___ Records shown ___

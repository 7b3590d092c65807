//! The engine seam: every native call the bridge makes goes through
//! [`EngineApi`].
//!
//! Production uses [`FfiEngine`], a thin wrapper over a `#[repr(C)]` table
//! of function pointers the engine hands us at load time. Tests swap in
//! [`crate::mock::MockEngine`]. Each call returns a status the engine uses
//! to report lifecycle races (request gone, filter destroyed, outside the
//! execution window), which map onto the shared error taxonomy.

use std::os::raw::c_void;

use trestle_filter_api::{FilterError, LocalReply, RawValue};

/// Opaque identifier for one in-flight request, valid only within the
/// window the engine defines. Never dereferenced by the bridge itself.
#[derive(Debug, Clone, Copy, PartialEq, Eq, Hash)]
pub struct RequestHandle(pub usize);

impl RequestHandle {
    pub(crate) fn as_ptr(self) -> *mut c_void {
        self.0 as *mut c_void
    }
}

/// Why native resources for a request are being released.
#[derive(Debug, Clone, Copy, PartialEq, Eq)]
pub enum FinalizeReason {
    /// The explicit destroy callback ran.
    Normal,
    /// Fallback release because the in-process state was dropped without a
    /// destroy callback.
    GcSweep,
}

impl FinalizeReason {
    pub(crate) fn code(self) -> i32 {
        match self {
            FinalizeReason::Normal => 0,
            FinalizeReason::GcSweep => 1,
        }
    }
}

/// How a buffer write applies to the native buffer.
#[derive(Debug, Clone, Copy, PartialEq, Eq)]
pub enum BufferAction {
    Set,
    Append,
    Prepend,
}

impl BufferAction {
    fn code(self) -> i32 {
        match self {
            BufferAction::Set => 0,
            BufferAction::Append => 1,
            BufferAction::Prepend => 2,
        }
    }
}

/// Result of a native call.
pub type EngineResult<T> = Result<T, FilterError>;

/// Status codes the engine returns from every call.
const CALL_OK: i32 = 0;
const CALL_REQUEST_FINISHED: i32 = 1;
const CALL_FILTER_DESTROYED: i32 = 2;
const CALL_NOT_IN_WINDOW: i32 = 3;
const CALL_INVALID_PHASE: i32 = 4;

/// Translate an engine status code into the shared taxonomy.
pub(crate) fn check_call(status: i32) -> EngineResult<()> {
    match status {
        CALL_OK => Ok(()),
        CALL_REQUEST_FINISHED => Err(FilterError::RequestFinished),
        CALL_FILTER_DESTROYED => Err(FilterError::FilterDestroyed),
        CALL_NOT_IN_WINDOW => Err(FilterError::NotInWindow),
        CALL_INVALID_PHASE => Err(FilterError::InvalidPhase),
        other => Err(FilterError::fault(format!(
            "engine returned unknown call status {other}"
        ))),
    }
}

/// The native calls the bridge makes on behalf of filters.
///
/// Mirrors the engine's callback ABI one-to-one so the whole bridge can be
/// exercised against an in-memory implementation.
pub trait EngineApi: Send + Sync {
    /// Resume a phase that previously reported `Running`.
    fn continue_request(&self, handle: RequestHandle, status: u64) -> EngineResult<()>;

    /// Issue a terminal reply for the request.
    fn send_local_reply(&self, handle: RequestHandle, reply: &LocalReply) -> EngineResult<()>;

    /// Zero-copy read of one header value out of native memory.
    fn get_header(&self, handle: RequestHandle, key: &str) -> EngineResult<RawValue>;

    /// Copy all header entries in one round trip.
    fn copy_headers(
        &self,
        handle: RequestHandle,
        count: u64,
        byte_size: u64,
    ) -> EngineResult<Vec<(String, String)>>;

    /// Set or add one header value.
    fn set_header(
        &self,
        handle: RequestHandle,
        key: &str,
        value: &str,
        add: bool,
    ) -> EngineResult<()>;

    /// Remove all values for one header or trailer key.
    fn remove_header(&self, handle: RequestHandle, key: &str) -> EngineResult<()>;

    /// Copy all trailer entries in one round trip.
    fn copy_trailers(
        &self,
        handle: RequestHandle,
        count: u64,
        byte_size: u64,
    ) -> EngineResult<Vec<(String, String)>>;

    /// Set one trailer value.
    fn set_trailer(&self, handle: RequestHandle, key: &str, value: &str) -> EngineResult<()>;

    /// Copy the current contents of a native body buffer.
    fn get_buffer(
        &self,
        handle: RequestHandle,
        buffer: u64,
        length: u64,
    ) -> EngineResult<Vec<u8>>;

    /// Write to a native body buffer.
    fn set_buffer(
        &self,
        handle: RequestHandle,
        buffer: u64,
        data: &[u8],
        action: BufferAction,
    ) -> EngineResult<()>;

    /// Name of the matched route.
    fn route_name(&self, handle: RequestHandle) -> EngineResult<String>;

    /// Read a filter's dynamic metadata namespace.
    fn get_dynamic_metadata(
        &self,
        handle: RequestHandle,
        filter_name: &str,
    ) -> EngineResult<serde_json::Value>;

    /// Set one key in a filter's dynamic metadata namespace.
    fn set_dynamic_metadata(
        &self,
        handle: RequestHandle,
        filter_name: &str,
        key: &str,
        value: &serde_json::Value,
    ) -> EngineResult<()>;

    /// Release native resources for the request. Must be called exactly
    /// once per request; the engine does not report races from this call.
    fn finalize(&self, handle: RequestHandle, reason: FinalizeReason);
}

/// A borrowed byte range crossing the ABI.
#[repr(C)]
#[derive(Debug, Clone, Copy)]
pub struct ByteSlice {
    pub ptr: *const u8,
    pub len: usize,
}

impl ByteSlice {
    pub(crate) fn empty() -> ByteSlice {
        ByteSlice {
            ptr: std::ptr::null(),
            len: 0,
        }
    }

    fn from_bytes(data: &[u8]) -> ByteSlice {
        ByteSlice {
            ptr: data.as_ptr(),
            len: data.len(),
        }
    }

    fn from_str(data: &str) -> ByteSlice {
        ByteSlice::from_bytes(data.as_bytes())
    }

    /// Copy the range into an owned string.
    ///
    /// # Safety
    ///
    /// `ptr` must reference `len` readable bytes.
    unsafe fn to_string_copy(self) -> String {
        if self.len == 0 {
            return String::new();
        }
        String::from_utf8_lossy(std::slice::from_raw_parts(self.ptr, self.len)).into_owned()
    }
}

/// The function-pointer table the engine registers at load time.
///
/// Layout is part of the ABI. Entries returning `i32` report a call status
/// (see [`check_call`]). `copy_headers`/`copy_trailers` fill caller-owned
/// arrays: `entries` receives `2 * count` key/value slices pointing into
/// `buf`, which must hold at least the map's reported byte size.
#[repr(C)]
pub struct EngineVTable {
    pub continue_request: unsafe extern "C" fn(req: *mut c_void, status: u64) -> i32,
    pub send_local_reply: unsafe extern "C" fn(
        req: *mut c_void,
        status_code: i32,
        body: ByteSlice,
        headers: *const ByteSlice,
        headers_len: usize,
        grpc_status: i64,
        details: ByteSlice,
    ) -> i32,
    pub get_header:
        unsafe extern "C" fn(req: *mut c_void, key: ByteSlice, out: *mut ByteSlice) -> i32,
    pub copy_headers: unsafe extern "C" fn(
        req: *mut c_void,
        entries: *mut ByteSlice,
        entries_len: usize,
        buf: *mut u8,
        buf_len: usize,
    ) -> i32,
    pub set_header: unsafe extern "C" fn(
        req: *mut c_void,
        key: ByteSlice,
        value: ByteSlice,
        add: i32,
    ) -> i32,
    pub remove_header: unsafe extern "C" fn(req: *mut c_void, key: ByteSlice) -> i32,
    pub copy_trailers: unsafe extern "C" fn(
        req: *mut c_void,
        entries: *mut ByteSlice,
        entries_len: usize,
        buf: *mut u8,
        buf_len: usize,
    ) -> i32,
    pub set_trailer:
        unsafe extern "C" fn(req: *mut c_void, key: ByteSlice, value: ByteSlice) -> i32,
    pub get_buffer: unsafe extern "C" fn(req: *mut c_void, buffer: u64, out: *mut u8) -> i32,
    pub set_buffer: unsafe extern "C" fn(
        req: *mut c_void,
        buffer: u64,
        data: ByteSlice,
        action: i32,
    ) -> i32,
    pub get_string_value:
        unsafe extern "C" fn(req: *mut c_void, value_id: i32, out: *mut ByteSlice) -> i32,
    pub get_dynamic_metadata: unsafe extern "C" fn(
        req: *mut c_void,
        filter_name: ByteSlice,
        out: *mut ByteSlice,
    ) -> i32,
    pub set_dynamic_metadata: unsafe extern "C" fn(
        req: *mut c_void,
        filter_name: ByteSlice,
        key: ByteSlice,
        value: ByteSlice,
    ) -> i32,
    pub finalize: unsafe extern "C" fn(req: *mut c_void, reason: i32),
}

/// String-value ids for `get_string_value`.
const VALUE_ROUTE_NAME: i32 = 1;

/// [`EngineApi`] implementation over the registered vtable.
pub struct FfiEngine {
    vtable: &'static EngineVTable,
}

impl FfiEngine {
    pub fn new(vtable: &'static EngineVTable) -> FfiEngine {
        FfiEngine { vtable }
    }
}

impl EngineApi for FfiEngine {
    fn continue_request(&self, handle: RequestHandle, status: u64) -> EngineResult<()> {
        check_call(unsafe { (self.vtable.continue_request)(handle.as_ptr(), status) })
    }

    fn send_local_reply(&self, handle: RequestHandle, reply: &LocalReply) -> EngineResult<()> {
        let mut flat = Vec::with_capacity(reply.headers.len() * 2);
        for (key, value) in &reply.headers {
            flat.push(ByteSlice::from_str(key));
            flat.push(ByteSlice::from_str(value));
        }
        check_call(unsafe {
            (self.vtable.send_local_reply)(
                handle.as_ptr(),
                reply.status_code as i32,
                ByteSlice::from_str(&reply.body),
                flat.as_ptr(),
                flat.len(),
                reply.grpc_status,
                ByteSlice::from_str(&reply.details),
            )
        })
    }

    fn get_header(&self, handle: RequestHandle, key: &str) -> EngineResult<RawValue> {
        let mut out = ByteSlice::empty();
        check_call(unsafe {
            (self.vtable.get_header)(handle.as_ptr(), ByteSlice::from_str(key), &mut out)
        })?;
        Ok(RawValue::new(out.ptr, out.len))
    }

    fn copy_headers(
        &self,
        handle: RequestHandle,
        count: u64,
        byte_size: u64,
    ) -> EngineResult<Vec<(String, String)>> {
        copy_entries(handle, count, byte_size, self.vtable.copy_headers)
    }

    fn set_header(
        &self,
        handle: RequestHandle,
        key: &str,
        value: &str,
        add: bool,
    ) -> EngineResult<()> {
        check_call(unsafe {
            (self.vtable.set_header)(
                handle.as_ptr(),
                ByteSlice::from_str(key),
                ByteSlice::from_str(value),
                i32::from(add),
            )
        })
    }

    fn remove_header(&self, handle: RequestHandle, key: &str) -> EngineResult<()> {
        check_call(unsafe { (self.vtable.remove_header)(handle.as_ptr(), ByteSlice::from_str(key)) })
    }

    fn copy_trailers(
        &self,
        handle: RequestHandle,
        count: u64,
        byte_size: u64,
    ) -> EngineResult<Vec<(String, String)>> {
        copy_entries(handle, count, byte_size, self.vtable.copy_trailers)
    }

    fn set_trailer(&self, handle: RequestHandle, key: &str, value: &str) -> EngineResult<()> {
        check_call(unsafe {
            (self.vtable.set_trailer)(
                handle.as_ptr(),
                ByteSlice::from_str(key),
                ByteSlice::from_str(value),
            )
        })
    }

    fn get_buffer(
        &self,
        handle: RequestHandle,
        buffer: u64,
        length: u64,
    ) -> EngineResult<Vec<u8>> {
        let mut out = vec![0u8; length as usize];
        check_call(unsafe { (self.vtable.get_buffer)(handle.as_ptr(), buffer, out.as_mut_ptr()) })?;
        Ok(out)
    }

    fn set_buffer(
        &self,
        handle: RequestHandle,
        buffer: u64,
        data: &[u8],
        action: BufferAction,
    ) -> EngineResult<()> {
        check_call(unsafe {
            (self.vtable.set_buffer)(
                handle.as_ptr(),
                buffer,
                ByteSlice::from_bytes(data),
                action.code(),
            )
        })
    }

    fn route_name(&self, handle: RequestHandle) -> EngineResult<String> {
        let mut out = ByteSlice::empty();
        check_call(unsafe {
            (self.vtable.get_string_value)(handle.as_ptr(), VALUE_ROUTE_NAME, &mut out)
        })?;
        // Copy out of native memory before the engine reuses it.
        Ok(unsafe { out.to_string_copy() })
    }

    fn get_dynamic_metadata(
        &self,
        handle: RequestHandle,
        filter_name: &str,
    ) -> EngineResult<serde_json::Value> {
        let mut out = ByteSlice::empty();
        check_call(unsafe {
            (self.vtable.get_dynamic_metadata)(
                handle.as_ptr(),
                ByteSlice::from_str(filter_name),
                &mut out,
            )
        })?;
        if out.len == 0 {
            return Ok(serde_json::Value::Object(serde_json::Map::new()));
        }
        let raw = unsafe { out.to_string_copy() };
        serde_json::from_str(&raw)
            .map_err(|e| FilterError::fault(format!("engine returned malformed metadata: {e}")))
    }

    fn set_dynamic_metadata(
        &self,
        handle: RequestHandle,
        filter_name: &str,
        key: &str,
        value: &serde_json::Value,
    ) -> EngineResult<()> {
        let encoded = serde_json::to_string(value)
            .map_err(|e| FilterError::fault(format!("unencodable metadata value: {e}")))?;
        check_call(unsafe {
            (self.vtable.set_dynamic_metadata)(
                handle.as_ptr(),
                ByteSlice::from_str(filter_name),
                ByteSlice::from_str(key),
                ByteSlice::from_str(&encoded),
            )
        })
    }

    fn finalize(&self, handle: RequestHandle, reason: FinalizeReason) {
        unsafe { (self.vtable.finalize)(handle.as_ptr(), reason.code()) }
    }
}

type CopyFn = unsafe extern "C" fn(
    req: *mut c_void,
    entries: *mut ByteSlice,
    entries_len: usize,
    buf: *mut u8,
    buf_len: usize,
) -> i32;

/// Shared bulk-copy path for headers and trailers: one native round trip
/// fills the entry table, then everything is copied into owned strings.
fn copy_entries(
    handle: RequestHandle,
    count: u64,
    byte_size: u64,
    copy: CopyFn,
) -> EngineResult<Vec<(String, String)>> {
    let mut buf = vec![0u8; byte_size as usize];
    let mut slices = vec![ByteSlice::empty(); (count as usize).saturating_mul(2)];
    check_call(unsafe {
        copy(
            handle.as_ptr(),
            slices.as_mut_ptr(),
            slices.len(),
            buf.as_mut_ptr(),
            buf.len(),
        )
    })?;
    let mut entries = Vec::with_capacity(count as usize);
    for pair in slices.chunks_exact(2) {
        entries.push(unsafe { (pair[0].to_string_copy(), pair[1].to_string_copy()) });
    }
    Ok(entries)
}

___

Problem description
Each line above that contains the string "pair" should be copied.

Result of this task
    for pair in slices.chunks_exact(2) {
        entries.push(unsafe { (pair[0].to_string_copy(), pair[1].to_string_copy()) });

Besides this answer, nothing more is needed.